Recovery

Shamefully I have come to acknowledge (admittedly by my own tribulation) another of life’s passports or identification credentials; namely, recovery. Upon the most blasé assessment it is readily and at times as squeamishly apparent that a number of people whom I know as friends have suffered and continue to endure what as speedily qualifies as outstanding recovery from an unprovoked or unanticipated incident or from an existing and hitherto prolonged condition. These atmospheric elaborations of psyche and physical states are nonetheless of such treacherous detail that their avoidance is by consequence a peril to their publicity.  These calamities are not subjects about which we enthusiastically conflate. Some for example involve critical accidents; others hazardous cancerous malignancy or seeimingly irreversible addiction; others are putatively confined to materialistic corruption or erosion; but in each instance, the friend has unequivocally confronted a life-altering obstruction (including one instance of self-induced and professionally authorized suicide).

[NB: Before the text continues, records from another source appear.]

use std::{env, fs, path::Path, time::Duration};

use crate::{domain::ChatId, errors::Error, poller::StartupPolicy, Result};

/// Typed configuration, loaded from the environment (and `.env` when present).
#[derive(Clone, Debug)]
pub struct Config {
    // Telegram
    pub telegram_bot_token: String,
    pub daily_chat: ChatId,
    pub weekly_chat: ChatId,
    pub errors_chat: ChatId,
    pub message_max_length: usize,

    // SugarWOD account
    pub sw_username: String,
    pub sw_password: String,

    // SugarWOD endpoints
    pub sw_base_url: String,
    pub sw_login_page: String,
    pub sw_logout_page: String,
    pub sw_calendar_page: String,
    pub sw_login_api: String,
    pub sw_workouts_api: String,
    pub sw_affiliate_session_api: String,
    pub sw_http_timeout: Duration,

    // Tracks sent by the scheduled jobs
    pub daily_tracks: Vec<String>,
    pub weekly_tracks: Vec<String>,

    // Schedules
    pub cron_updates: String,
    pub cron_send_daily: String,
    pub cron_send_weekly: String,

    // Behavior
    pub startup_policy: StartupPolicy,
    pub week_send_interval: Duration,
}

impl Config {
    pub fn load() -> Result<Self> {
        load_dotenv_if_present(Path::new(".env"));

        let telegram_bot_token = required("TELEGRAM_BOT_TOKEN")?;
        let daily_chat = required_chat("TELEGRAM_CHAT_DAILY")?;
        let weekly_chat = required_chat("TELEGRAM_CHAT_WEEKLY")?;
        let errors_chat = required_chat("TELEGRAM_CHAT_ERRORS")?;
        let message_max_length = env_usize("TELEGRAM_MESSAGE_MAX_LENGTH").unwrap_or(4096);
        if message_max_length < 16 {
            return Err(Error::Config(format!(
                "TELEGRAM_MESSAGE_MAX_LENGTH is too small: {message_max_length}"
            )));
        }

        let sw_username = required("SW_USERNAME")?;
        let sw_password = required("SW_PASSWORD")?;

        let sw_base_url = env_str("SW_BASE_URL")
            .and_then(non_empty)
            .unwrap_or_else(|| "https://app.sugarwod.com".to_string());
        let sw_login_page = env_or("SW_PAGE_LOGIN", "/login");
        let sw_logout_page = env_or("SW_PAGE_LOGOUT", "/logout");
        let sw_calendar_page = env_or("SW_PAGE_CALENDAR", "/workouts/calendar");
        let sw_login_api = env_or("SW_API_LOGIN", "/public/api/v1/login");
        let sw_workouts_api = env_or("SW_API_WORKOUTS", "/api/workouts");
        let sw_affiliate_session_api = env_or(
            "SW_API_AFFILIATE_SESSION",
            "/api/affiliates/{affiliateId}/session",
        );
        let sw_http_timeout = Duration::from_secs(env_u64("SW_HTTP_TIMEOUT_SECS").unwrap_or(30));

        let daily_tracks = parse_csv(env_str("SW_TRACKS_DAILY"));
        let weekly_tracks = parse_csv(env_str("SW_TRACKS_WEEKLY"));

        let cron_updates = env_or("CRON_UPDATES", "*/10 * * * * *");
        let cron_send_daily = env_or("CRON_SEND_DAILY", "0 0 20 * * *");
        let cron_send_weekly = env_or("CRON_SEND_WEEKLY", "0 0 18 * * SUN");

        let startup_policy = match env_str("STARTUP_POLICY").and_then(non_empty) {
            Some(raw) => raw.parse::<StartupPolicy>()?,
            None => StartupPolicy::default(),
        };
        let week_send_interval =
            Duration::from_millis(env_u64("WEEK_SEND_INTERVAL_MS").unwrap_or(1000));

        Ok(Self {
            telegram_bot_token,
            daily_chat,
            weekly_chat,
            errors_chat,
            message_max_length,
            sw_username,
            sw_password,
            sw_base_url,
            sw_login_page,
            sw_logout_page,
            sw_calendar_page,
            sw_login_api,
            sw_workouts_api,
            sw_affiliate_session_api,
            sw_http_timeout,
            daily_tracks,
            weekly_tracks,
            cron_updates,
            cron_send_daily,
            cron_send_weekly,
            startup_policy,
            week_send_interval,
        })
    }
}

fn required(key: &str) -> Result<String> {
    env_str(key)
        .and_then(non_empty)
        .ok_or_else(|| Error::Config(format!("{key} environment variable is required")))
}

fn required_chat(key: &str) -> Result<ChatId> {
    let raw = required(key)?;
    raw.trim()
        .parse::<i64>()
        .map(ChatId)
        .map_err(|_| Error::Config(format!("{key} must be a numeric chat id, got {raw:?}")))
}

fn env_str(key: &str) -> Option<String> {
    env::var(key).ok()
}

fn env_or(key: &str, default: &str) -> String {
    env_str(key)
        .and_then(non_empty)
        .unwrap_or_else(|| default.to_string())
}

fn load_dotenv_if_present(path: &Path) {
    let Ok(contents) = fs::read_to_string(path) else {
        return;
    };

    for raw in contents.lines() {
        let line = raw.trim();
        if line.is_empty() || line.starts_with('#') {
            continue;
        }

        let Some((k, v)) = line.split_once('=') else {
            continue;
        };

        let key = k.trim();
        if key.is_empty() {
            continue;
        }
        if env::var_os(key).is_some() {
            continue; // do not override existing env
        }

        env::set_var(key, strip_quotes(v.trim()));
    }
}

fn strip_quotes(val: &str) -> &str {
    if val.len() >= 2
        && ((val.starts_with('"') && val.ends_with('"'))
            || (val.starts_with('\'') && val.ends_with('\'')))
    {
        return &val[1..val.len() - 1];
    }
    val
}

fn env_u64(key: &str) -> Option<u64> {
    env_str(key).and_then(|s| s.trim().parse::<u64>().ok())
}

fn env_usize(key: &str) -> Option<usize> {
    env_str(key).and_then(|s| s.trim().parse::<usize>().ok())
}

fn parse_csv(v: Option<String>) -> Vec<String> {
    v.unwrap_or_default()
        .split(',')
        .map(|s| s.trim())
        .filter(|s| !s.is_empty())
        .map(|s| s.to_string())
        .collect()
}

fn non_empty(s: String) -> Option<String> {
    if s.trim().is_empty() {
        None
    } else {
        Some(s)
    }
}

#[cfg(test)]
mod tests {
    use super::*;

    #[test]
    fn csv_tracks_keep_order_and_drop_blanks() {
        let tracks = parse_csv(Some(" Mayhem , ,Crossfit Open ,".to_string()));
        assert_eq!(tracks, vec!["Mayhem", "Crossfit Open"]);
        assert!(parse_csv(None).is_empty());
    }

    #[test]
    fn dotenv_values_lose_surrounding_quotes() {
        assert_eq!(strip_quotes("\"abc\""), "abc");
        assert_eq!(strip_quotes("'a b'"), "a b");
        assert_eq!(strip_quotes("\"unbalanced"), "\"unbalanced");
        assert_eq!(strip_quotes("\""), "\"");
    }
}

Initially the reaction of the herd to the misfortune of one of them is tangible.  But it inevitably becomes apparent that we, the casual outsiders and observers, are clearly no better qualified to address the cause of the particular commotion than the professionals. Nor is the conversancy of our invovlement heightened by our alleged familiarity (as opposed to the acceptable distraction of the professionals). Instead those who are the apparent targets of this misfortune are seemingly put aside and left to enhance themselves as best they can, surrounded instead by a collection of accumulated verbiage such as the following:

a return to a normal state of health, mind, or strength;
signs of recovery in the housing market;
recovery from illness or exertion;
the human body has amazing powers of recuperation;
time spent recovering from an illness or medical treatment;
rehabilitation;
the action of restoring someone to health or normal life through training and therapy after imprisonment, addiction, or illness;
she underwent rehabilitation and was walking within three weeks;
the process of making or becoming sound or healthy again;
the action or process of coming together to support a person or cause or take concerted action;
improvement;
a quick or marked recovery after a reverse or a period of weakness;
the market staged a late rally;
an improvement or upward trend, especially in economic conditions or someone’s fortunes;
a return by a well-known person, especially an entertainer or sports player, to the activity in which they have formerly been successful;
a revival in the fortunes of the party;
an instance of resuming an activity or state after an interruption.

Knowing what if anything to do in the face of these dilemmas is probably irrelevant. Recovery ultimately reduces to a singularly personal focus and absorption.  Nor is recovery merely a simple objective of calculated improvement by specified acts. Interfering with this abbreviated agenda is the uncomfortable insinuation of pain, depression and oft-times religious attachment, none of which ensures relief or improvement.  And then there is the looming possibility of the trial which lies ahead for any one of us (frequenty glowingly dismissed as yet another advantage of old age).

The best we can hope for is a sustained appetite and a need for rest and relaxation (and maybe, as my late father so often raphsodized, “a complete evacuation”). The imperatives of life are just that simple, illustrative of growth and change. A withering weed will collapse overnight. Betwixt these disadvantages and the expression of our personal meaning is the reality of our conviction and necessity. Just how long we contine to enforce the parameters of existence is sometimes controversial. It is easy to invoke the gauge of recovery to others; however the well-sayers are unwittingly controlled by their own persuasion and internal combustion. Stepping across the boundaries of separation in these reversals is neither effortless nor phlegmatic.